Menteri Dalam Negeri (Mendagri) Tito Karnavian mengatakan Presiden Indonesia Prabowo Subianto menyoroti soal keelokan dan kebersihan lingkungan nan terganggu lantaran spanduk alias baliho.

Tito menyampaikan pernyataan itu di hadapan kepala wilayah dan provinsi dalam aktivitas Apresiasi Pemda Berprestasi 2026 Batch II Regional Kalimantan di Balikpapan, Kamis (3/9).

Dia bercerita beberapa hari lampau rapat dengan Prabowo. Presiden, kata Tito, mau pusat dan Pemda bergerak untuk membikin kota jadi bersih serta indah.

ADVERTISEMENT

SCROLL TO CONTINUE WITH CONTENT

"Dia juga menyoroti masalah spanduk-spanduk untuk promosi gambar-gambar itu membikin tidak nyaman, tidak indah," ujar dia.

Spanduk promosi semacam itu nan terbuat dari kain alias berbahan PVC hanya bakal berhujung menjadi sampah.

"Ini bisa ditertibkan, ini bisa. Dengan perda juga bisa," imbuh Tito.

Tito lantas membandingkan pemasangan spanduk di daerah-daerah dengan situasi di negara-negara maju. Menurutnya, tak ada spanduk bergambar berkibar-kibar di jalanan alias tempat umum lain di negara-negara maju. Mereka sudah mulai menggunakan video tron nan pemasangannya diatur oleh pemerintah.

Di kesempatan itu, Tito juga menerangkan pemerintah pusat mendorong pemda agar mengoptimalkan pengelolaan sampah dari hulu termasuk rumah tangga hingga hilir. Sampah-sampai itu mestinya bisa di-reduce, recycle, dan reuse.

"Ini banyak sebenarnya daerah-daerah nan mengerjakan. Tapi, ada juga nan cuek,"ujar dia.

Selain itu, pemerintah juga mendorong aktivitas bersih-bersih agar menjadi kebiasaan sehingga lingkungan nan kondusif dan asri bisa tercipta.

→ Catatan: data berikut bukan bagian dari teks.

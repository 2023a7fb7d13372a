use thiserror::Error;
use trichain_storage::StorageError;
use trichain_treasury::BankError;
use trichain_types::{Amount, AmountError, ChainId};

/// Errors returned by the monetary keeper.
///
/// Every command entry point returns one of these variants so callers can
/// branch on the exact condition.
#[derive(Debug, Error)]
pub enum MonetaryError {
    #[error("supply cap is immutable once set")]
    ParamsImmutable,

    #[error("invalid parameter {field}: {reason}")]
    Validation { field: String, reason: String },

    #[error("amount must be positive")]
    InvalidAmount,

    #[error("invalid address: {0}")]
    InvalidAddress(String),

    #[error("mint of {requested} exceeds supply cap headroom {remaining}")]
    SupplyCapExceeded { requested: Amount, remaining: Amount },

    #[error("insufficient balance: required {required}, available {available}")]
    InsufficientBalance { required: Amount, available: Amount },

    #[error("burn of {requested} exceeds current supply {current}")]
    InsufficientSupply { requested: Amount, current: Amount },

    #[error("unauthorized: expected {expected}, got {got}")]
    Unauthorized { expected: String, got: String },

    #[error("recipient amounts {requested} exceed emission budget {budget}")]
    EmissionBudgetExceeded { requested: Amount, budget: Amount },

    #[error("no usable channel for chain {0}")]
    InvalidChannel(ChainId),

    #[error("invalid burn proof: {0}")]
    InvalidProof(String),

    #[error("conservation violated: current {current} != minted {minted} - burned {burned}")]
    ConservationViolation {
        current: Amount,
        minted: Amount,
        burned: Amount,
    },

    #[error("invalid genesis: {0}")]
    InvalidGenesis(String),

    #[error("unknown packet sequence {0}")]
    UnknownPacket(u64),

    #[error("arithmetic overflow: {0}")]
    Overflow(String),

    #[error("ledger error: {0}")]
    Ledger(#[from] BankError),

    #[error("storage error: {0}")]
    Storage(#[from] StorageError),
}

impl MonetaryError {
    pub fn validation(field: impl Into<String>, reason: impl Into<String>) -> Self {
        MonetaryError::Validation {
            field: field.into(),
            reason: reason.into(),
        }
    }

    pub fn overflow(context: impl Into<String>) -> Self {
        MonetaryError::Overflow(context.into())
    }
}

impl From<AmountError> for MonetaryError {
    fn from(err: AmountError) -> Self {
        MonetaryError::Overflow(err.to_string())
    }
}

impl From<serde_json::Error> for MonetaryError {
    fn from(err: serde_json::Error) -> Self {
        MonetaryError::Storage(StorageError::Serialization(err))
    }
}

pub type Result<T, E = MonetaryError> = std::result::Result<T, E>;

Persoalan lingkungan ini juga menjadi salah kategori dalam arena penghargaan Pemda Berprestasi ialah Pengelolaan Sampah dan Lingkungan Asri.

Kategori tersebut dimenangkan oleh Tana Tidung untuk tingkat kabupaten, Bontang untuk tingkat kota, dan Kalimantan Selatan untuk tingkat provinsi.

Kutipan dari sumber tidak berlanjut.